As any economist or ecologist knows, minor alterations in complex environments can cause drastic changes, something called the butterfly effect. Now, as the Obama administration prepares to deploy more than $7 billion in stimulus funds to increase the availability and adoption of high-speed Internet service, there’s a debate in Washington, D.C., about making some changes to the delicate ecology of our broadband networks, something that could send hurricane-force winds through the vibrant online world we’ve built so carefully during the past 10 years. 

Technology, telecom and media companies are investing a combined $400 billion annually in a variety of next-generation technologies. This investment has brought some of the most advanced high-speed networks to 92 percent of American households. And as the price of broadband is dropping precipitously, speeds are soaring.

Consumers with an ever-hearty appetite for these faster speeds and newer applications are eating it up. Last year, more than $140 billion was spent purchasing goods and services online. In July, 158 million U.S. Internet users viewed more than 21 billion online videos, and last year YouTube alone dwarfed the bandwidth that the entire Internet consumed in the year 2000.

YouTube, of course, is owned by Google, which itself has grown to become one of the largest companies in the world with a market capitalization of $110 billion. Its staggering growth — and that of its brethren Internet companies like eBay, Yahoo and others — was made possible only because of the investment in high-speed networks to create the necessary ecosystem.

Of course, we should protect this ecosystem at all costs.

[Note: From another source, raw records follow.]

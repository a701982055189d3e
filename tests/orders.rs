#[cfg(test)]
mod tests {
    use chrono::{NaiveDate, NaiveDateTime};
    use obras::db::migrations::{get_db_version, init_with_migrations, needs_migration};
    use obras::db::orders::Orders;
    use obras::libs::error::OrderError;
    use obras::libs::order::{WorkOrder, STATUS_AWAITING_DEPENDENCY, STATUS_COMPLETED, STATUS_PENDING};
    use obras::libs::pause::{OpenPause, PauseInterval, PauseKind};
    use obras::libs::sla::{ElapsedMode, SlaClock, SlaStatus};
    use obras::libs::timestamp::Timestamp;
    use rusqlite::Connection;
    use tempfile::TempDir;
    use test_context::{test_context, TestContext};

    struct OrdersTestContext {
        orders: Orders,
        _temp_dir: TempDir,
    }

    impl TestContext for OrdersTestContext {
        fn setup() -> Self {
            let temp_dir = tempfile::tempdir().unwrap();
            let orders = Orders::open(&temp_dir.path().join("obras.db")).unwrap();
            OrdersTestContext { orders, _temp_dir: temp_dir }
        }
    }

    fn at(day: u32, hour: u32) -> NaiveDateTime {
        NaiveDate::from_ymd_opt(2025, 1, day).unwrap().and_hms_opt(hour, 0, 0).unwrap()
    }

    fn order_error(err: anyhow::Error) -> OrderError {
        err.downcast::<OrderError>().unwrap()
    }

    #[test_context(OrdersTestContext)]
    #[test]
    fn test_insert_and_fetch(ctx: &mut OrdersTestContext) {
        let order = WorkOrder::new("OS-2025-001", at(13, 9), Some(48.0));
        ctx.orders.insert(&order).unwrap();

        let fetched = ctx.orders.fetch("OS-2025-001").unwrap().unwrap();
        assert_eq!(fetched, order);
        assert!(ctx.orders.fetch("OS-404").unwrap().is_none());
    }

    #[test_context(OrdersTestContext)]
    #[test]
    fn test_duplicate_id_rejected(ctx: &mut OrdersTestContext) {
        let order = WorkOrder::new("OS-1", at(13, 9), None);
        ctx.orders.insert(&order).unwrap();

        let err = ctx.orders.insert(&order).unwrap_err();
        assert_eq!(order_error(err), OrderError::DuplicateId("OS-1".to_string()));
    }

    #[test_context(OrdersTestContext)]
    #[test]
    fn test_get_and_save_unknown_order(ctx: &mut OrdersTestContext) {
        let err = ctx.orders.get("OS-404").unwrap_err();
        assert_eq!(order_error(err), OrderError::NotFound("OS-404".to_string()));

        let err = ctx.orders.save(&WorkOrder::new("OS-404", at(13, 9), None)).unwrap_err();
        assert_eq!(order_error(err), OrderError::NotFound("OS-404".to_string()));
    }

    #[test_context(OrdersTestContext)]
    #[test]
    fn test_fetch_all_oldest_first(ctx: &mut OrdersTestContext) {
        ctx.orders.insert(&WorkOrder::new("OS-B", at(14, 9), None)).unwrap();
        ctx.orders.insert(&WorkOrder::new("OS-A", at(13, 9), None)).unwrap();
        ctx.orders.insert(&WorkOrder::new("OS-C", at(14, 9), None)).unwrap();

        let ids: Vec<String> = ctx.orders.fetch_all().unwrap().into_iter().map(|o| o.id).collect();
        assert_eq!(ids, vec!["OS-A", "OS-B", "OS-C"]);
    }

    #[test_context(OrdersTestContext)]
    #[test]
    fn test_wait_resume_round_trip(ctx: &mut OrdersTestContext) {
        let mut order = WorkOrder::new("OS-W", at(13, 9), Some(72.0));
        order.status = "EM_EXECUCAO".to_string();
        ctx.orders.insert(&order).unwrap();

        let waiting = ctx.orders.get("OS-W").unwrap().mark_waiting(OpenPause::new("SANEAMENTO", "rede de esgoto").at(at(14, 10))).unwrap();
        ctx.orders.save(&waiting).unwrap();

        let stored = ctx.orders.get("OS-W").unwrap();
        assert_eq!(stored.status, STATUS_AWAITING_DEPENDENCY);
        assert_eq!(stored.status_before_pause.as_deref(), Some("EM_EXECUCAO"));
        assert_eq!(stored.pauses.len(), 1);
        assert!(stored.has_open_pause());

        let resumed = stored.resume(Some(at(15, 16)));
        ctx.orders.save(&resumed).unwrap();

        let stored = ctx.orders.get("OS-W").unwrap();
        assert_eq!(stored.status, "EM_EXECUCAO");
        assert!(stored.status_before_pause.is_none());
        assert!(!stored.has_open_pause());
        assert_eq!(stored.pauses[0].ended_at, Some(Timestamp::Plain(at(15, 16))));
    }

    #[test_context(OrdersTestContext)]
    #[test]
    fn test_unknown_kind_survives_storage(ctx: &mut OrdersTestContext) {
        let mut order = WorkOrder::new("OS-U", at(13, 9), None);
        order.pauses = vec![PauseInterval {
            kind: PauseKind::Unknown,
            reason: "CLIMA".to_string(),
            note: "chuva".to_string(),
            started_at: Some(Timestamp::Plain(at(13, 10))),
            ended_at: None,
        }];
        ctx.orders.insert(&order).unwrap();

        let stored = ctx.orders.get("OS-U").unwrap();
        assert_eq!(stored.pauses, order.pauses);
        assert!(!stored.has_open_pause());
    }

    #[test_context(OrdersTestContext)]
    #[test]
    fn test_complete_blocked_while_waiting(ctx: &mut OrdersTestContext) {
        let order = WorkOrder::new("OS-X", at(13, 9), None);
        ctx.orders.insert(&order).unwrap();

        let waiting = order.mark_waiting(OpenPause::new("SANEAMENTO", "rede").at(at(13, 12))).unwrap();
        ctx.orders.save(&waiting).unwrap();

        let stored = ctx.orders.get("OS-X").unwrap();
        assert!(matches!(stored.complete(Some(at(14, 9))), Err(OrderError::CompletionBlocked { .. })));

        let done = stored.resume(Some(at(13, 15))).complete(Some(at(14, 9))).unwrap();
        ctx.orders.save(&done).unwrap();

        let stored = ctx.orders.get("OS-X").unwrap();
        assert_eq!(stored.status, STATUS_COMPLETED);
        assert_eq!(stored.completed_at, Some(Timestamp::Plain(at(14, 9))));
        assert!(matches!(stored.complete(None), Err(OrderError::CompletionBlocked { .. })));
    }

    #[test]
    fn test_resume_without_remembered_status() {
        let mut order = WorkOrder::new("OS-P", at(13, 9), None);
        order.status = STATUS_AWAITING_DEPENDENCY.to_string();

        let resumed = order.resume(Some(at(13, 10)));
        assert_eq!(resumed.status, STATUS_PENDING);
    }

    #[test]
    fn test_repeated_wait_keeps_original_status() {
        let mut order = WorkOrder::new("OS-R", at(13, 9), None);
        order.status = "EM_EXECUCAO".to_string();

        let waiting = order.mark_waiting(OpenPause::new("SANEAMENTO", "rede").at(at(13, 10))).unwrap();
        let waiting = waiting.mark_waiting(OpenPause::new("LICENCA", "licença").at(at(13, 11))).unwrap();

        assert_eq!(waiting.status_before_pause.as_deref(), Some("EM_EXECUCAO"));
        assert_eq!(waiting.pauses.len(), 1);
        assert_eq!(waiting.pauses[0].reason, "LICENCA");
    }

    #[test]
    fn test_open_pause_blocks_completion_even_with_stale_status() {
        let mut order = WorkOrder::new("OS-S", at(13, 9), None).mark_waiting(OpenPause::new("SANEAMENTO", "rede").at(at(13, 10))).unwrap();
        order.status = STATUS_PENDING.to_string();

        assert!(matches!(order.ensure_completable(), Err(OrderError::CompletionBlocked { .. })));
    }

    #[test]
    fn test_completed_order_cannot_wait() {
        // Finished 80 h after creation against a 72 h SLA.
        let done = WorkOrder::new("OS-D", at(13, 0), Some(72.0)).complete(Some(at(16, 8))).unwrap();
        let clock = SlaClock {
            mode: ElapsedMode::Calendar,
            ..SlaClock::default()
        };
        assert_eq!(clock.evaluate(&done, at(21, 8)).status, SlaStatus::Overdue);

        let result = done.mark_waiting(OpenPause::new("SANEAMENTO", "rede").at(at(16, 9)));
        assert_eq!(result.unwrap_err(), OrderError::AlreadyCompleted("OS-D".to_string()));

        let resumed = done.resume(Some(at(17, 4)));
        assert_eq!(resumed.status, STATUS_COMPLETED);
        assert!(resumed.pauses.is_empty());
        assert_eq!(clock.evaluate(&resumed, at(21, 8)).status, SlaStatus::Overdue);
    }

    #[test]
    fn test_migrations_on_fresh_database() {
        let mut conn = Connection::open_in_memory().unwrap();
        init_with_migrations(&mut conn).unwrap();

        assert_eq!(get_db_version(&conn).unwrap(), 2);
        assert!(!needs_migration(&conn).unwrap());

        // Re-running is a no-op.
        init_with_migrations(&mut conn).unwrap();
        assert_eq!(get_db_version(&conn).unwrap(), 2);
    }
}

For years, proponents of a policy called “net neutrality” have argued that without government intervention, broadband providers would stifle competing services and content providers, Internet development and usage would stagnate, and consumers would be unable to use their broadband connections to download video or access other emerging applications.  

The exact opposite has happened: Investment in broadband has driven innovation and investment in new content and applications.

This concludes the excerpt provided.